Task description:
For the listing below, give the number of lines that hold the string "join", without anything else.

Listed records Block Start

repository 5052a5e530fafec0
pub mod middleware;
pub mod tracing;
//! API utilities for frontend-backend communication
//!
//! The backend serves the built frontend from `dist/`, so requests go to the
//! same origin the page was loaded from.

/// Get the base URL for API requests
///
/// # Returns
/// - Origin of the current page like "http://localhost:8640"
/// - Empty string if window is not available (relative URLs are used then)
pub fn api_base() -> String {
    web_sys::window()
        .and_then(|w| w.location().origin().ok())
        .unwrap_or_default()
}

/// Build a full API URL from a path
///
/// # Example
/// ```rust,ignore
/// let url = api_url("/api/page/layout");
/// ```
pub fn api_url(path: &str) -> String {
    format!("{}{}", api_base(), path)
}
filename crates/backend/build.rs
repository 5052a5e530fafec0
use std::env;
use std::fs;
use std::path::Path;

/// Copies the workspace `config.toml` next to the built `backend` binary,
/// where `load_config` looks for it at startup.
fn main() {
    println!("cargo:rerun-if-changed=../../config.toml");

    let out_dir = env::var("OUT_DIR").expect("OUT_DIR is set by cargo");
    let profile = env::var("PROFILE").expect("PROFILE is set by cargo");

    // OUT_DIR: target/<profile>/build/backend-xxx/out
    let Some(target_dir) = Path::new(&out_dir)
        .ancestors()
        .find(|p| p.ends_with(&profile))
    else {
        println!("cargo:warning=target/{profile} not found above OUT_DIR, config.toml not copied");
        return;
    };

    let source = Path::new(env!("CARGO_MANIFEST_DIR")).join("../../config.toml");
    if !source.exists() {
        println!("cargo:warning=no config.toml in workspace root, the embedded defaults apply");
        return;
    }

    let dest = target_dir.join("config.toml");
    if let Err(e) = fs::copy(&source, &dest) {
        panic!("Failed to copy config.toml to {}: {e}", dest.display());
    }
}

Listed records Block End

Exercise response:
2